How could a company turn down a chance to lower its tax bill, efficiently repatriate offshore earnings, and slice a couple of hundred basis points off cost of capital? Most couldn’t, and neither is Iron Mountain.
The data-storage and records-management company announced last week that it will do something that’s becoming very popular: convert to a real estate investment trust (REIT). REITs pay out 90% of their profits to shareholders as dividends, and in turn aren’t taxed on any profits.
In a conference call with analysts on June 6, Iron Mountain CEO Richard Reese and CFO Brian McKeon pointed out some of the other benefits of being a REIT: higher dividends for shareholders, the ability to repatriate earnings from outside the United States without paying U.S. taxes on them, and “lower effective financing costs” from converting some leased real estate to owned facilities that can be financed more cheaply.
On a pro forma basis for 2011, Iron Mountain would have saved $120 million to $130 million on its U.S. taxes if it had operated as a REIT, said McKeon. (The company had operating income of $611 million last year.)
A REIT has to derive 75% of its revenue from rents and other real estate activities, and Iron Mountain may qualify because it earns much of its income renting space to companies for document storage and protection.
Hoping to lure investors hungry for dividends who want to play the real estate market but don’t want to own property, operators of wireless-service towers, data-warehousing firms, and health-care facility companies are also contemplating converting to REIT status.
But, as Reese pointed out in the call, converting to a REIT “is not a risk-free decision.” Nor is it cheap.

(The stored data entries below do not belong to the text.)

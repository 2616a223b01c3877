// Copyright 2026 DagFlow Authors
//
// Licensed under the Apache License, Version 2.0 (the "License");
// you may not use this file except in compliance with the License.
// You may obtain a copy of the License at
//
//     http://www.apache.org/licenses/LICENSE-2.0
//
// Unless required by applicable law or agreed to in writing, software
// distributed under the License is distributed on an "AS IS" BASIS,
// WITHOUT WARRANTIES OR CONDITIONS OF ANY KIND, either express or implied.
// See the License for the specific language governing permissions and
// limitations under the License.

//! A spilled, already-sorted run of records.
//!
//! The real system spills to disk or a secondary memory region; that
//! collaborator is out of scope here, so a `SpillRun` is modeled as
//! a sequence of in-memory chunks, each sized to `spillingChunkSize`, holding
//! length-prefixed `(key, value)` pairs in sorted order.

fn encode_len(len: u32, use_big_endian: bool) -> [u8; 4] {
    if use_big_endian {
        len.to_be_bytes()
    } else {
        len.to_le_bytes()
    }
}

fn decode_len(bytes: &[u8], use_big_endian: bool) -> u32 {
    let bytes: [u8; 4] = bytes.try_into().unwrap();
    if use_big_endian {
        u32::from_be_bytes(bytes)
    } else {
        u32::from_le_bytes(bytes)
    }
}

/// A sorted run that has been "spilled": chunked into `spillingChunkSize`
/// buffers rather than kept as one contiguous partition.
pub struct SpillRun {
    chunks: Vec<Vec<u8>>,
    use_big_endian: bool,
}

impl SpillRun {
    /// Builds a spill run from an already-sorted sequence of pairs, splitting
    /// the length-prefixed encoding into chunks no larger than `chunk_size`.
    /// `use_big_endian` selects the length-prefix encoding, per
    /// [`crate::config::StoreConfig::use_big_endian`].
    pub fn build<'a>(
        sorted_pairs: impl Iterator<Item = (&'a [u8], &'a [u8])>,
        chunk_size: usize,
        use_big_endian: bool,
    ) -> Self {
        let mut chunks = Vec::new();
        let mut current = Vec::new();
        for (key, value) in sorted_pairs {
            let mut encoded = Vec::with_capacity(8 + key.len() + value.len());
            encoded.extend_from_slice(&encode_len(key.len() as u32, use_big_endian));
            encoded.extend_from_slice(key);
            encoded.extend_from_slice(&encode_len(value.len() as u32, use_big_endian));
            encoded.extend_from_slice(value);

            if !current.is_empty() && current.len() + encoded.len() > chunk_size {
                chunks.push(std::mem::take(&mut current));
            }
            current.extend_from_slice(&encoded);
        }
        if !current.is_empty() {
            chunks.push(current);
        }
        Self { chunks, use_big_endian }
    }

    pub fn cursor(&self) -> SpillCursor<'_> {
        SpillCursor {
            chunks: &self.chunks,
            chunk_idx: 0,
            offset: 0,
            use_big_endian: self.use_big_endian,
        }
    }
}

/// Sequential decoder over a [`SpillRun`]'s chunks.
pub struct SpillCursor<'a> {
    chunks: &'a [Vec<u8>],
    chunk_idx: usize,
    offset: usize,
    use_big_endian: bool,
}

impl<'a> SpillCursor<'a> {
    pub fn peek(&self) -> Option<(&'a [u8], &'a [u8])> {
        let chunk = self.chunks.get(self.chunk_idx)?;
        if self.offset >= chunk.len() {
            return None;
        }
        let buf = &chunk[self.offset..];
        let key_len = decode_len(&buf[0..4], self.use_big_endian) as usize;
        let key = &buf[4..4 + key_len];
        let rest = &buf[4 + key_len..];
        let value_len = decode_len(&rest[0..4], self.use_big_endian) as usize;
        let value = &rest[4..4 + value_len];
        Some((key, value))
    }

    pub fn advance(&mut self) {
        let Some(chunk) = self.chunks.get(self.chunk_idx) else {
            return;
        };
        let buf = &chunk[self.offset..];
        let key_len = decode_len(&buf[0..4], self.use_big_endian) as usize;
        let rest = &buf[4 + key_len..];
        let value_len = decode_len(&rest[0..4], self.use_big_endian) as usize;
        let record_len = 4 + key_len + 4 + value_len;
        self.offset += record_len;
        if self.offset >= chunk.len() {
            self.offset = 0;
            self.chunk_idx += 1;
        }
    }
}
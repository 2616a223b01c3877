// Copyright 2026 DagFlow Authors
//
// Licensed under the Apache License, Version 2.0 (the "License");
// you may not use this file except in compliance with the License.
// You may obtain a copy of the License at
//
//     http://www.apache.org/licenses/LICENSE-2.0
//
// Unless required by applicable law or agreed to in writing, software
// distributed under the License is distributed on an "AS IS" BASIS,
// WITHOUT WARRANTIES OR CONDITIONS OF ANY KIND, either express or implied.
// See the License for the specific language governing permissions and
// limitations under the License.

//! The item model that flows across edges.

/// A monotonic progress signal: "no future event has `ts < seq`".
#[derive(Debug, Clone, Copy, PartialEq, Eq, PartialOrd, Ord)]
pub struct Watermark {
    pub seq: i64,
}

impl Watermark {
    pub fn new(seq: i64) -> Self {
        Self { seq }
    }
}

/// Everything that can flow across an edge: a user payload, or one of the
/// small set of typed control messages. Regular items and watermarks share
/// the same channel and must preserve relative order.
#[derive(Debug, Clone)]
pub enum Item<T> {
    Value(T),
    Watermark(Watermark),
    EndOfStream,
}

impl<T> Item<T> {
    pub fn is_watermark(&self) -> bool {
        matches!(self, Item::Watermark(_))
    }

    pub fn is_end_of_stream(&self) -> bool {
        matches!(self, Item::EndOfStream)
    }

    pub fn as_watermark(&self) -> Option<Watermark> {
        match self {
            Item::Watermark(w) => Some(*w),
            _ => None,
        }
    }

    pub fn into_value(self) -> Option<T> {
        match self {
            Item::Value(v) => Some(v),
            _ => None,
        }
    }
}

Being a REIT has one big disadvantage: a REIT cannot deduct the interest it pays on debt financing. So Iron Mountain is going to have to overhaul its capital structure. “We built the business on debt,” Reese said on the call. “I’ve said loud and clear many times we’d never need another dollar of equity. Now I am saying loud and clear, ‘new strategy, new plan, new face of the business, and equity has a role in it now.’”
But if Iron Mountain plans to issue new equity, stockholders are likely to worry about dilution. So CFO McKeon hopes to reduce the dilutive effect from new equity issuances by using an “at-the-market equity draw-down program.” Like stock buybacks that are conducted “at-the-market,” an equity draw-down program involves issuing new equity gradually, with the intent of minimizing the effect on the share price.
But there are some costs Iron Mountain will not be able to avoid. The two-year process for conversion (the company aims to be a REIT by January 1, 2014) is going to siphon cash from Iron Mountain’s business, as much as $425 million over a period of several years. Besides legal and tax advisory work, Iron Mountain has to invest in new accounting systems and a real estate asset-management system for reporting to investors, McKeon said.
“We have to redo our entire general ledger and accounting systems on a global basis,” said Reese. “And if you’ve ever tried to do that, you know that’s a lot of work.”
In addition, Iron Mountain will have to disgorge all accumulated earnings and profits (about $1.5 billion) to shareholders by the end of 2014.
And all this comes with another huge risk: the Internal Revenue Service has to approve Iron Mountain’s application for REIT status. While a change in tax law has “widened the aperture of what it means to be a REIT,” says CEO Reese, the company could fail to convert “because the IRS finds a problem with our private letter ruling and decides that our view of the world and their view of the world are not aligned.” Also, says Reese, if for some reason in the future a change in federal tax law redefines the parameters for real estate investment trusts, it could make Iron Mountain’s entire conversion project a “worthless endeavor.”
After the Iron Mountain call, Standard & Poor’s put the company’s “BB-” corporate credit rating on CreditWatch negative. But Iron Mountain shares are up almost 20% in the past week on news of the strategy.